A gripping novel that vividly captures the dark cosmos of financial malfeasance.

An investigative reporter is granted the opportunity to join the elite world of billionaires in Nesbit’s crime novel.

Seth Thomas, a seasoned reporter for the Washington Post, is deflated by the decline of journalism in America and fed up with a “viciously amoral financial and digital world” that scorns the truth as unprofitable. “I was mentally exhausted constantly fighting the good fight. Who cared whether you got it right any longer? I did. But hardly anyone else in America seemed to. So what was the point?” Suddenly, he’s granted a unique point of access into the murky world of financial corruption: the chance to participate as a deep-pocketed investment mogul. Mysteriously, he is given an office, a secretary (the astonishingly talented Dotty Rungren), and an apparently unlimited bank account. Neither Seth nor Dotty have any idea who their anonymous benefactor might be (“it’s right across the street from the White House, so I figured it was for something important. I didn’t ask questions”), nor how much money available to them, though they are assured by bank representatives that their funds all but inexhaustible—a fantastical scenario artfully rendered plausible by the author. All of a sudden, Seth is a major financial player and becomes investment partners with Ivan Fedorisky, a vastly wealthy Russian entrepreneur with ties to the Russian mob. Seth decides to gamble his newfound wealth—$10 billion of it—to forge connections with the biggest, and presumably most corrupt, participants in the global financial market; the kinds of powerful people whose names showed up in the infamous Panama Papers. Finally, Seth will be faced with a terrible choice—he can pursue this extraordinary story, at the cost of considerable personal sacrifice, or he can secure the money—it doesn’t seem possible to do both.

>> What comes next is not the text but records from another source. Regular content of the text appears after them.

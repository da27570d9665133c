// Copyright 2025 Fernando Borretti
//
// Licensed under the Apache License, Version 2.0 (the "License");
// you may not use this file except in compliance with the License.
// You may obtain a copy of the License at
//
//     http://www.apache.org/licenses/LICENSE-2.0
//
// Unless required by applicable law or agreed to in writing, software
// distributed under the License is distributed on an "AS IS" BASIS,
// WITHOUT WARRANTIES OR CONDITIONS OF ANY KIND, either express or implied.
// See the License for the specific language governing permissions and
// limitations under the License.

use std::path::PathBuf;

use clap::Parser;
use clap::Subcommand;
use directories::ProjectDirs;
use notedown_core::config::Config;
use notedown_core::error::Fallible;
use notedown_core::error::fail;

use crate::cmd::apply::apply_edit_file;
use crate::cmd::check::check_notes;
use crate::cmd::extract::extract_field;
use crate::cmd::render::render_file;
use crate::cmd::show::show_notes;
use crate::cmd::template::note_template;

#[derive(Parser)]
#[command(version, about, long_about = None)]
struct Cli {
    /// Path to the configuration file. By default, `notedown/config.toml` in the user's config directory is used.
    #[arg(long, global = true)]
    config: Option<String>,
    #[command(subcommand)]
    command: Command,
}

#[derive(Subcommand)]
enum Command {
    /// Check a note file, or every note file in a directory.
    Check {
        /// Path to a note file or a directory of note files.
        path: String,
    },
    /// Render a note file to stored notes, written as JSON.
    Render {
        /// Path to the note file.
        file: String,
        /// Tags added to every note, separated by spaces.
        #[arg(long, default_value = "")]
        tags: String,
        /// Optional path to the output file. By default, the output is printed to stdout.
        #[arg(long)]
        output: Option<String>,
    },
    /// Print stored notes.
    Show {
        /// Path to a JSON file of stored notes.
        json: String,
        /// Print notes in the note file format, without styling.
        #[arg(long)]
        parseable: bool,
        /// Print one summary line per note, this many columns wide.
        #[arg(long)]
        summary: Option<usize>,
    },
    /// Print the Markdown a rendered field was made from.
    Extract {
        /// Path to a file holding the field's HTML. By default, stdin is read.
        file: Option<String>,
    },
    /// Apply an edited note to the first stored note.
    Apply {
        /// Path to a JSON file of stored notes.
        json: String,
        /// Path to the edited note, as printed by `show --parseable`.
        edited: String,
        /// Optional path to the output file. By default, the output is printed to stdout.
        #[arg(long)]
        output: Option<String>,
    },
    /// Print a skeleton for a new note like the first note in a file.
    Template {
        /// Path to the note file.
        file: String,
    },
}

pub fn entrypoint() -> Fallible<()> {
    let cli: Cli = Cli::parse();
    let config = load_config(cli.config)?;
    match cli.command {
        Command::Check { path } => {
            let report = check_notes(&path, &config)?;
            print!("{report}");
            Ok(())
        }
        Command::Render { file, tags, output } => render_file(&file, &tags, output, &config),
        Command::Show {
            json,
            parseable,
            summary,
        } => {
            print!("{}", show_notes(&json, parseable, summary)?);
            Ok(())
        }
        Command::Extract { file } => {
            println!("{}", extract_field(file)?);
            Ok(())
        }
        Command::Apply {
            json,
            edited,
            output,
        } => apply_edit_file(&json, &edited, output, &config),
        Command::Template { file } => {
            println!("{}", note_template(&file, &config)?);
            Ok(())
        }
    }
}

fn load_config(path: Option<String>) -> Fallible<Config> {
    if let Some(path) = path {
        let path = PathBuf::from(path);
        if !path.exists() {
            return fail(format!("Config file not found: {}", path.display()));
        }
        return Config::load(&path);
    }
    match default_config_path() {
        Some(path) => Config::load(&path),
        None => Ok(Config::default()),
    }
}

fn default_config_path() -> Option<PathBuf> {
    ProjectDirs::from("", "", "notedown").map(|dirs| dirs.config_dir().join("config.toml"))
}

Nesbit’s tale is a remarkable brew of mystery and political intrigue in which the protagonist explores a rarefied world of nihilistic corruption that includes the upper echelons of the American political class. Literary portrayals of this strange universe tend to be either comic-book fantasies brimming with melodramatic hyperbole or insipidly stale—the author here manages to realistically depict the shadowy corridors of wealth and power with electricity while avoiding gratuitous flights of fancy. Also, Seth is a mesmerizingly complex character, motivated, at least in part, by curiosity: “I had no desire to be a master of the universe. But some part of me wanted to test-drive it a bit. I wanted to see what the inside of that game looked like. Not because I wanted anything for myself, or because I wanted to write about it or expose it. I wanted to know.” The plot flirts with gratuitous complication bordering on convolution—any novel built around following a money trail threatens to devolve into an accounting puzzle. However, Nesbit has a strange talent for making this aspect seem playfully mysterious—rather than feeling stymied by bewilderment, the reader is more likely to feel inspired to think through the possibilities. This is an engrossing tale—thoughtful, worldly, and deeply entertaining.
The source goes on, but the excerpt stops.